» **Exercise requirements**
Pull every "write" line out of the data below.

** Opening Data to process block **

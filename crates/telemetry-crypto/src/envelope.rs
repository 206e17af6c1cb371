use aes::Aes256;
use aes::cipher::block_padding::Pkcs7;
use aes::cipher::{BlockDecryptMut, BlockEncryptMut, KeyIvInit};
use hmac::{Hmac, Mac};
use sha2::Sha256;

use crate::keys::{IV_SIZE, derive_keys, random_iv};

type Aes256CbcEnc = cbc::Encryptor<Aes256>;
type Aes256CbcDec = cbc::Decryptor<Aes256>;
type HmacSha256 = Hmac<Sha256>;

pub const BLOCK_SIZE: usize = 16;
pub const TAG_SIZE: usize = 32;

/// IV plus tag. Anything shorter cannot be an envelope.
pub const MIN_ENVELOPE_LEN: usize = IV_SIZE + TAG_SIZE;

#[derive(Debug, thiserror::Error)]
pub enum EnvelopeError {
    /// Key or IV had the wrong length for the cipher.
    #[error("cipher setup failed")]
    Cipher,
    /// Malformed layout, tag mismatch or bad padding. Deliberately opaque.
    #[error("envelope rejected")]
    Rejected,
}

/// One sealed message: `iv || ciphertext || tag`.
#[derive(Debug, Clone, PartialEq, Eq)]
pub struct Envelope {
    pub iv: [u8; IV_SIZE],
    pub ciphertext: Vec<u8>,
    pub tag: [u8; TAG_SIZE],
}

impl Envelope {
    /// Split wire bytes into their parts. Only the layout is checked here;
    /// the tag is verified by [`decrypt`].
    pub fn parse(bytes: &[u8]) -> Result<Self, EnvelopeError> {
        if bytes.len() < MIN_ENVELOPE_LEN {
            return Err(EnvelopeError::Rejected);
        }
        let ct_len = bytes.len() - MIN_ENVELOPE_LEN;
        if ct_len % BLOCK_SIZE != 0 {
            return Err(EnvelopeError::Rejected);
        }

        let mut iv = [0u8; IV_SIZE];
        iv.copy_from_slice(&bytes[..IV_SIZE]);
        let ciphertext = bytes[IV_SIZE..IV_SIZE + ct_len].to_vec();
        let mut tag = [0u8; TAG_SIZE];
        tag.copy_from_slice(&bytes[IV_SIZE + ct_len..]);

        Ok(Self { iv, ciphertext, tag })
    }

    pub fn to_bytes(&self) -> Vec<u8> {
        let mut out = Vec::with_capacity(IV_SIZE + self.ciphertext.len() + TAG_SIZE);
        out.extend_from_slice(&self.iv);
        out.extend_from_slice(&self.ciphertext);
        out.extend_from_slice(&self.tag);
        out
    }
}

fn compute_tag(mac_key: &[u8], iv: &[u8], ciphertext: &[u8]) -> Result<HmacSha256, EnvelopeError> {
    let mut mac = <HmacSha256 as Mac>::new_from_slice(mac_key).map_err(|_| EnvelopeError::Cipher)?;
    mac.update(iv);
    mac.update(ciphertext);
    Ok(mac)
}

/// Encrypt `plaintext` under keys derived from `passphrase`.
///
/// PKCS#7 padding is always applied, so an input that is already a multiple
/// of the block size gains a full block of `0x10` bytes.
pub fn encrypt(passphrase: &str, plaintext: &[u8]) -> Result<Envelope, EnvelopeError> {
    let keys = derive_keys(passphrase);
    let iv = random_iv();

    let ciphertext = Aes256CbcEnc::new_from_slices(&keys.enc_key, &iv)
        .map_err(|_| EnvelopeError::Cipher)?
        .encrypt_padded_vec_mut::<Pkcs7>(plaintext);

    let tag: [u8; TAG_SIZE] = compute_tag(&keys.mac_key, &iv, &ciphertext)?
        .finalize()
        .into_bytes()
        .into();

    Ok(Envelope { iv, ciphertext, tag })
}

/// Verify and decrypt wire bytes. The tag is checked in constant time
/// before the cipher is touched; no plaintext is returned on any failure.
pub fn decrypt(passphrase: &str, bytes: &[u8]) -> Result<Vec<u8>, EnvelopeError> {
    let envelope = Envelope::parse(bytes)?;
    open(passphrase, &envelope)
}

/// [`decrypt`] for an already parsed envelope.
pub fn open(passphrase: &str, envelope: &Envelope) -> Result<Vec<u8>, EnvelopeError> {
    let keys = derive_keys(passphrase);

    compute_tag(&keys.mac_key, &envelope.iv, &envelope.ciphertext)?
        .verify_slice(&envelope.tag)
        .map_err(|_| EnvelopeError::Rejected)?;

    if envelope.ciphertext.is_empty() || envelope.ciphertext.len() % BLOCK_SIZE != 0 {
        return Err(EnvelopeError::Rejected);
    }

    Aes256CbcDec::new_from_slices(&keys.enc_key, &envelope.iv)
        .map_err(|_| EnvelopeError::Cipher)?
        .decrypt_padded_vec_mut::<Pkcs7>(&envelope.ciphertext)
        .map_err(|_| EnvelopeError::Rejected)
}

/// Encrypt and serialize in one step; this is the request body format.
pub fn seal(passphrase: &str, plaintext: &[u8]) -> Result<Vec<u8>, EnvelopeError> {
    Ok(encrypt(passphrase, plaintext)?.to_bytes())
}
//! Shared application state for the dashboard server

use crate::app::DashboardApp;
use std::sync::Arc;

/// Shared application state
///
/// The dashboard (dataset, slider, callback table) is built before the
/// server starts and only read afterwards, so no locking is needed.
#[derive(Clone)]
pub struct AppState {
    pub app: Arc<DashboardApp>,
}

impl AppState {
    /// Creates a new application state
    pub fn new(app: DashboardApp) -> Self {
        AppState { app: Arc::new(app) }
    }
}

** Closing Data to process block **
** Opening Data to process block **

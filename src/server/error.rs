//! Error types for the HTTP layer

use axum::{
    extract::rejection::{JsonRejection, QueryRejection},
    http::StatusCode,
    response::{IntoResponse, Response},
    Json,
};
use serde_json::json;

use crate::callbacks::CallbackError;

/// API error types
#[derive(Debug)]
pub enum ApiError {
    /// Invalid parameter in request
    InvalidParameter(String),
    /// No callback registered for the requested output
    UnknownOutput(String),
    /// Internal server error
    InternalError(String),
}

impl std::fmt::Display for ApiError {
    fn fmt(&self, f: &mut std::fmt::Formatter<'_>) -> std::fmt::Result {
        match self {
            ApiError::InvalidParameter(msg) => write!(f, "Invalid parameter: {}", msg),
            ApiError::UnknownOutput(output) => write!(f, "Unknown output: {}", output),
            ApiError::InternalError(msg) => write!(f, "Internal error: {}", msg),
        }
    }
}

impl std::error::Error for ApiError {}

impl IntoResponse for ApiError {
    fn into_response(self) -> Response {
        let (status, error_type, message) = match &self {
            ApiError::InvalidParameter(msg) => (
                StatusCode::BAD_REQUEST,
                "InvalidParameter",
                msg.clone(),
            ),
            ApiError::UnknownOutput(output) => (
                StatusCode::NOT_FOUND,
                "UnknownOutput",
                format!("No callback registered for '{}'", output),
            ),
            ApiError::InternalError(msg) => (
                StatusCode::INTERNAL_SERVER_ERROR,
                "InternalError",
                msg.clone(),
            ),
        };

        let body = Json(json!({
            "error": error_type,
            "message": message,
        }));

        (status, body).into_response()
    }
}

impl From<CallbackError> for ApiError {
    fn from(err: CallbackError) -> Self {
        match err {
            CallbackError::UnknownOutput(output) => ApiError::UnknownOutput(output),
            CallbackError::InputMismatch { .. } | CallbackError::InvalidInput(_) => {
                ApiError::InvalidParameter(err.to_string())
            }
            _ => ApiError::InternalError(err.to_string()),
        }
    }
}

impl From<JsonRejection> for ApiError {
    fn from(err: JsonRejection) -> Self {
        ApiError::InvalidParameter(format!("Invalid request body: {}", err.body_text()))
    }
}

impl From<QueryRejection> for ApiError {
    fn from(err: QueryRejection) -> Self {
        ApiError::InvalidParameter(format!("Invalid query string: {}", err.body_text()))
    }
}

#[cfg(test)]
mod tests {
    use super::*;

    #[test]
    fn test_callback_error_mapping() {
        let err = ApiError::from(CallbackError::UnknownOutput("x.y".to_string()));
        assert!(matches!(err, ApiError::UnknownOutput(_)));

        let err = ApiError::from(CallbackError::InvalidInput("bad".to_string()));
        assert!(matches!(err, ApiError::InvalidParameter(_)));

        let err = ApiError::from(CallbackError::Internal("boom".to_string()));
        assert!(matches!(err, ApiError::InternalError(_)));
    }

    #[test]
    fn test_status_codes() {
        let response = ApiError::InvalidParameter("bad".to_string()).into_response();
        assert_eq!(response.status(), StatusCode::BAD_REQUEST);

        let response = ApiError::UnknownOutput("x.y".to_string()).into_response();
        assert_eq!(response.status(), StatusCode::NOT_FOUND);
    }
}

** Closing Data to process block **

» **Answer space**
            ApiError::InvalidParameter(msg) => write!(f, "Invalid parameter: {}", msg),
            ApiError::UnknownOutput(output) => write!(f, "Unknown output: {}", output),
            ApiError::InternalError(msg) => write!(f, "Internal error: {}", msg),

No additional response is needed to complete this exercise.